== Provided information ==

/// Recompute and store a cart's totals, returning the full cart.
async fn refresh_totals(
    conn: &mut PgConnection,
    cart_id: CartId,
    policy: &PricingPolicy,
) -> Result<Cart, sqlx::Error> {
    let items = load_lines(conn, cart_id).await?;
    let totals = Totals::compute(&items, policy);

    let user_id: Option<Uuid> = sqlx::query_scalar(
        "UPDATE carts SET items_price = $2, shipping_price = $3, tax_price = $4, \
             total_price = $5, updated_at = NOW() \
         WHERE id = $1 RETURNING user_id",
    )
    .bind(cart_id)
    .bind(totals.items_price)
    .bind(totals.shipping_price)
    .bind(totals.tax_price)
    .bind(totals.total_price)
    .fetch_one(&mut *conn)
    .await?;

    Ok(Cart {
        id: cart_id,
        user_id: user_id.map(UserId::new),
        items,
        totals,
    })
}

// =============================================================================
// Repository
// =============================================================================

/// Repository for carts and their lines.
pub struct CartRepository<'a> {
    pool: &'a PgPool,
    policy: PricingPolicy,
}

===

Action item -> The answer must consist of every line from the entries that holds the string "bind".

Exercise result ->
    .bind(cart_id)
    .bind(totals.items_price)
    .bind(totals.shipping_price)
    .bind(totals.tax_price)
    .bind(totals.total_price)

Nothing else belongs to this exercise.